Seven areas of focus
Central Bank Governor Ajith Nivard Cabraal pointed out that while there are many steps being taken to transform the economy, there is a huge opportunity for the foreign investors on the initiative that are currently taking place.
Sharing the immediate focus areas, the first he said is that would receive much emphasis is in continuing to manage the macro fundamentals in a manner that the country delivers.
Each year we go to the markets to top foreign investors to sell Sri Lankan bonds and in every single meeting the final slide shows what we told the investors previously and presents the report card. That is the most powerful message that we gave; we promised to deliver and we did. And at the same time it is important for the people to realise the commitment needed to deliver those,” noted the CB Chief.
Acknowledging the ambitious targets set for 2020 are not easy to achieve, Cabraal said the goals are being executed with commitment and key stakeholders involved are pushed in delivering such.

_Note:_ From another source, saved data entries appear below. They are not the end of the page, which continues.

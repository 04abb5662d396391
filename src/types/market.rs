//! Market data models: order book, klines, tickers, trades, funding rates.
//!
//! The v2 market data endpoints encode rows as positional arrays; the models
//! here decode them into named fields.

use std::fmt;

use serde::de::{self, SeqAccess, Visitor};
use serde::{Deserialize, Deserializer, Serialize};

use super::decimal::PhemexDecimal;
use super::enums::Side;
use super::scale::AutoScale;

/// One price level of the order book, decoded from a `[price, size]` pair.
#[derive(Debug, Clone, Copy, Serialize)]
pub struct OrderBookEntry {
    #[serde(rename = "priceRp")]
    pub price: PhemexDecimal,
    #[serde(rename = "sizeRp")]
    pub size: PhemexDecimal,
}

impl<'de> Deserialize<'de> for OrderBookEntry {
    fn deserialize<D>(deserializer: D) -> Result<Self, D::Error>
    where
        D: Deserializer<'de>,
    {
        let (price, size) = <(PhemexDecimal, PhemexDecimal)>::deserialize(deserializer)?;
        Ok(Self { price, size })
    }
}

/// Both sides of the book, best price first.
#[derive(Debug, Clone, Serialize, Deserialize)]
pub struct OrderBookData {
    pub asks: Vec<OrderBookEntry>,
    pub bids: Vec<OrderBookEntry>,
}

impl OrderBookData {
    pub fn best_ask(&self) -> Option<&OrderBookEntry> {
        self.asks.first()
    }

    pub fn best_bid(&self) -> Option<&OrderBookEntry> {
        self.bids.first()
    }
}

/// Payload of the order book endpoint.
#[derive(Debug, Clone, Serialize, Deserialize)]
pub struct OrderBookResponse {
    #[serde(rename = "orderbook_p")]
    pub orderbook: OrderBookData,
    pub symbol: String,
    /// Depth of the order book data
    pub depth: i64,
    #[serde(rename = "type")]
    pub kind: String,
    /// Sequence number of the order book update
    pub sequence: i64,
    pub timestamp: i64,
    /// Timestamp (ms) when the data was generated
    pub dts: i64,
    /// Timestamp for validating order book matching
    pub mts: i64,
}

impl AutoScale for OrderBookResponse {}

/// Query for kline/candlestick data.
#[derive(Debug, Clone, Serialize, Deserialize)]
pub struct KlineRequest {
    pub symbol: String,
    /// Time resolution in seconds
    pub resolution: i64,
    #[serde(skip_serializing_if = "Option::is_none")]
    pub limit: Option<i64>,
}

impl AutoScale for KlineRequest {}

/// One candle, decoded from the positional row
/// `[timestamp, lastClose, open, high, low, close, volume, turnover]`.
#[derive(Debug, Clone, Copy, Serialize)]
pub struct Kline {
    pub timestamp: i64,
    pub last_close: PhemexDecimal,
    pub open: PhemexDecimal,
    pub high: PhemexDecimal,
    pub low: PhemexDecimal,
    pub close: PhemexDecimal,
    /// Volume in contracts
    pub volume: PhemexDecimal,
    /// Notional turnover
    pub turnover: PhemexDecimal,
}

impl<'de> Deserialize<'de> for Kline {
    fn deserialize<D>(deserializer: D) -> Result<Self, D::Error>
    where
        D: Deserializer<'de>,
    {
        struct RowVisitor;

        impl<'de> Visitor<'de> for RowVisitor {
            type Value = Kline;

            fn expecting(&self, f: &mut fmt::Formatter<'_>) -> fmt::Result {
                f.write_str("a kline row of 8 elements")
            }

            fn visit_seq<A: SeqAccess<'de>>(self, mut seq: A) -> Result<Kline, A::Error> {
                let mut next = |what: &'static str| {
                    seq.next_element::<serde_json::Value>()
                        .and_then(|v| v.ok_or_else(|| de::Error::custom(format!("missing {what}"))))
                };
                let timestamp = next("timestamp")?;
                let last_close = next("last close")?;
                let open = next("open")?;
                let high = next("high")?;
                let low = next("low")?;
                let close = next("close")?;
                let volume = next("volume")?;
                let turnover = next("turnover")?;

                // Tolerate rows that grow extra columns.
                while seq
                    .next_element::<serde::de::IgnoredAny>()?
                    .is_some()
                {}

                let decimal = |v: serde_json::Value| {
                    PhemexDecimal::deserialize(v).map_err(de::Error::custom)
                };
                Ok(Kline {
                    timestamp: i64::deserialize(timestamp).map_err(de::Error::custom)?,
                    last_close: decimal(last_close)?,
                    open: decimal(open)?,
                    high: decimal(high)?,
                    low: decimal(low)?,
                    close: decimal(close)?,
                    volume: decimal(volume)?,
                    turnover: decimal(turnover)?,
                })
            }
        }

        deserializer.deserialize_seq(RowVisitor)
    }
}

impl AutoScale for Kline {}

/// 24h ticker snapshot.
#[derive(Debug, Clone, Serialize, Deserialize)]
pub struct Ticker {
    pub symbol: String,
    pub timestamp: i64,
    /// Current best ask price
    #[serde(rename = "askRp")]
    pub ask: PhemexDecimal,
    /// Current best bid price
    #[serde(rename = "bidRp")]
    pub bid: PhemexDecimal,
    #[serde(rename = "markRp")]
    pub mark: PhemexDecimal,
    /// Last traded price
    #[serde(rename = "lastRp")]
    pub last: PhemexDecimal,
    /// Opening price in the last 24h
    #[serde(rename = "openRp")]
    pub open: PhemexDecimal,
    #[serde(rename = "highRp")]
    pub high: PhemexDecimal,
    #[serde(rename = "lowRp")]
    pub low: PhemexDecimal,
    /// Underlying index price
    #[serde(rename = "indexRp")]
    pub index: PhemexDecimal,
    #[serde(rename = "openInterestRv")]
    pub open_interest: PhemexDecimal,
    /// 24h notional turnover
    #[serde(rename = "turnoverRv")]
    pub turnover: PhemexDecimal,
    /// 24h trading volume in contracts
    #[serde(rename = "volumeRq")]
    pub volume: PhemexDecimal,
    #[serde(rename = "fundingRateRr")]
    pub funding_rate: PhemexDecimal,
    #[serde(rename = "predFundingRateRr")]
    pub pred_funding_rate: PhemexDecimal,
}

impl Ticker {
    /// Midpoint between best bid and best ask.
    pub fn mid(&self) -> PhemexDecimal {
        (self.bid + self.ask) / PhemexDecimal::from(2)
    }
}

impl AutoScale for Ticker {}

/// One public trade, decoded from `[timestamp, side, price, size]`.
#[derive(Debug, Clone, Copy, Serialize)]
pub struct Trade {
    pub timestamp: i64,
    pub side: Side,
    pub price: PhemexDecimal,
    pub size: PhemexDecimal,
}

impl<'de> Deserialize<'de> for Trade {
    fn deserialize<D>(deserializer: D) -> Result<Self, D::Error>
    where
        D: Deserializer<'de>,
    {
        let (timestamp, side, price, size) =
            <(i64, Side, PhemexDecimal, PhemexDecimal)>::deserialize(deserializer)?;
        Ok(Self {
            timestamp,
            side,
            price,
            size,
        })
    }
}

/// Payload of the recent-trades endpoint.
#[derive(Debug, Clone, Serialize, Deserialize)]
pub struct TradesResponse {
    #[serde(rename = "trades_p")]
    pub trades: Vec<Trade>,
    pub symbol: String,
    #[serde(rename = "type")]
    pub kind: String,
    pub sequence: i64,
    pub dts: i64,
    pub mts: i64,
}

impl AutoScale for TradesResponse {}

/// Query for historical funding rates.
#[derive(Debug, Clone, Default, Serialize, Deserialize)]
#[serde(rename_all = "camelCase")]
pub struct FundingRateRequest {
    #[serde(skip_serializing_if = "Option::is_none")]
    pub symbol: Option<String>,
    /// Column to order the results by
    #[serde(skip_serializing_if = "Option::is_none")]
    pub order_by_column: Option<String>,
    /// Order direction, `asc` or `desc`
    #[serde(skip_serializing_if = "Option::is_none")]
    pub order_by: Option<String>,
    #[serde(skip_serializing_if = "Option::is_none")]
    pub page_num: Option<i64>,
    #[serde(skip_serializing_if = "Option::is_none")]
    pub page_size: Option<i64>,
}

impl FundingRateRequest {
    pub fn for_symbol(symbol: impl Into<String>) -> Self {
        Self {
            symbol: Some(symbol.into()),
            ..Self::default()
        }
    }
}

impl AutoScale for FundingRateRequest {}

/// One funding rate observation.
#[derive(Debug, Clone, Serialize, Deserialize)]
pub struct FundingRateItem {
    pub symbol: String,
    /// Interval in seconds between funding payments
    #[serde(rename = "fundingInterval")]
    pub funding_interval: i64,
    /// Seconds until the next funding event
    #[serde(rename = "toNextfundingInterval")]
    pub remaining_funding_time: i64,
    /// Timestamp (ms) of the next funding event
    #[serde(rename = "nextfundingTime")]
    pub next_funding_time: i64,
    #[serde(rename = "fundingRate")]
    pub funding_rate: PhemexDecimal,
    #[serde(rename = "interestRate")]
    pub interest_rate: PhemexDecimal,
    /// Maximum allowable funding rate
    #[serde(rename = "fundingRateCap")]
    pub rate_cap: PhemexDecimal,
    /// Minimum allowable funding rate
    #[serde(rename = "fundingRateFloor")]
    pub rate_floor: PhemexDecimal,
}

impl AutoScale for FundingRateItem {}

#[cfg(test)]
mod tests {
    use super::*;
    use serde_json::json;

    fn dec(s: &str) -> PhemexDecimal {
        s.parse().unwrap()
    }

    #[test]
    fn order_book_decodes_pair_arrays() {
        let resp: OrderBookResponse = serde_json::from_value(json!({
            "orderbook_p": {
                "asks": [["50001", "0.5"], ["50002", "1.2"]],
                "bids": [["50000", "0.8"]]
            },
            "symbol": "BTCUSDT",
            "depth": 30,
            "type": "snapshot",
            "sequence": 77_736_167,
            "timestamp": 1_667_222_412_392_789_551_i64,
            "dts": 1_667_222_412_000_i64,
            "mts": 1_667_222_412_100_i64
        }))
        .unwrap();

        assert_eq!(resp.orderbook.asks.len(), 2);
        assert_eq!(resp.orderbook.best_ask().unwrap().price, dec("50001"));
        assert_eq!(resp.orderbook.best_bid().unwrap().size, dec("0.8"));
        assert_eq!(resp.kind, "snapshot");
    }

    #[test]
    fn kline_decodes_positional_row() {
        let kline: Kline = serde_json::from_value(json!([
            1_667_220_000, "16830", "16829.5", "16833", "16825", "16830.5", "12.345", "207765.4"
        ]))
        .unwrap();
        assert_eq!(kline.timestamp, 1_667_220_000);
        assert_eq!(kline.last_close, dec("16830"));
        assert_eq!(kline.open, dec("16829.5"));
        assert_eq!(kline.high, dec("16833"));
        assert_eq!(kline.low, dec("16825"));
        assert_eq!(kline.close, dec("16830.5"));
        assert_eq!(kline.volume, dec("12.345"));
        assert_eq!(kline.turnover, dec("207765.4"));
    }

    #[test]
    fn short_kline_row_is_an_error() {
        let row = json!([1_667_220_000, "16830"]);
        assert!(serde_json::from_value::<Kline>(row).is_err());
    }

    #[test]
    fn trade_decodes_positional_row() {
        let trade: Trade =
            serde_json::from_value(json!([1_667_222_412_392_789_551_i64, "Buy", "50000", "0.01"]))
                .unwrap();
        assert_eq!(trade.side, Side::Buy);
        assert_eq!(trade.price, dec("50000"));
        assert_eq!(trade.size, dec("0.01"));
    }

    #[test]
    fn trades_response_decodes_rows() {
        let resp: TradesResponse = serde_json::from_value(json!({
            "trades_p": [
                [1_667_222_412_000_000_000_i64, "Buy", "50000", "0.01"],
                [1_667_222_413_000_000_000_i64, "Sell", "49999", "0.02"]
            ],
            "symbol": "BTCUSDT",
            "type": "snapshot",
            "sequence": 12,
            "dts": 1,
            "mts": 2
        }))
        .unwrap();
        assert_eq!(resp.trades.len(), 2);
        assert_eq!(resp.trades[1].side, Side::Sell);
    }

    #[test]
    fn ticker_mid_is_exact() {
        let ticker: Ticker = serde_json::from_value(json!({
            "symbol": "BTCUSDT",
            "timestamp": 1_667_222_412_i64,
            "askRp": "50001",
            "bidRp": "50000",
            "markRp": "50000.5",
            "lastRp": "50000",
            "openRp": "49000",
            "highRp": "51000",
            "lowRp": "48800",
            "indexRp": "50000.2",
            "openInterestRv": "1234.5",
            "turnoverRv": "987654.3",
            "volumeRq": "456.7",
            "fundingRateRr": "0.0001",
            "predFundingRateRr": "0.0001"
        }))
        .unwrap();
        assert_eq!(ticker.mid(), dec("50000.5"));
    }

    #[test]
    fn funding_rate_request_defaults() {
        let req = FundingRateRequest::for_symbol("BTCUSDT");
        assert_eq!(req.symbol.as_deref(), Some("BTCUSDT"));
        let encoded = serde_json::to_value(&req).unwrap();
        assert_eq!(encoded, json!({"symbol": "BTCUSDT"}));
    }
}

The second area of focus is in continuing to develop the country’s infrastructure. Noting that Sri Lanka had many gaps in this sphere before that are currently being filled, he opined there is lot more to be done. For such efforts to materialise he stressed the need to have engagements similar to that the country currently has with China, to upgrade the infrastructure projects.
“Sri Lanka would need to do that well. There will be a massive programme over the next 10 years that will ensure the country is up to date with the development of the rest of the world,” he noted.
The third area of focus is in improving the Ease of Doing Business indicator, where the country is currently in82nd position in the world and the first in South Asia.
“We are not satisfied with that and the President has given the target of being in the first 20 slot by 2020, a challenging one to fulfil. For this there is lot of improvements and changes to be made in the legal and business environment and the public administration. Those are being worked towards with a special team,” assured Cabraal.
The fourth area is in continuing to develop the financial sector. Calling the current waiver of consolidation an ambitious program, he noted that at the beginning of the year when the requested was made for 58 finance companies would need to shrink down to 20, many were of the view it will not take shape.
Flaunting the progress achieved, he shared that in the last nine months there were 37 such transactions. “There were amazing transactions that were driven in a methodical and scientific manner. Many countries want to understand how Sri Lanka has gone through the consolidation in a time of no turmoil. We can ensure that there will be a strong financial sector with good institutions to take the country forward,” he told investors. The fifth area in on improving productivity levels of the country. Noting it is an imperative facet of development he said the country would not only look for investment that would help spur growth, but would also search for ways and means that the current existing facilities are better utilised, providing a “big edge” to move forward with a lesser investment but a higher degree of development activities, and higher growth as a result.
The sixth area is in ensuring there being a continuous flow of capital investment.While earlier capital investments would come in by way of FDI, today new channels for the same have been opened out and such include commercial borrowings, bi-lateral funding opportunities and others.Cabrall stressed the need for such to be nurtured and enhanced for the future so capital can flow in easily and form the bedrock in the investment profile of the country.
The seventh area is in continuing to empower the private sector to allow them to realise their potential. “The private sector has been identified as a key important ingredient in the overall structure of the economy and a lot of attention has been paid to that. We believe that in the next few years the same attention would be provided to ensure that the private sector can provide that role and take the country forward,” said Cabraal.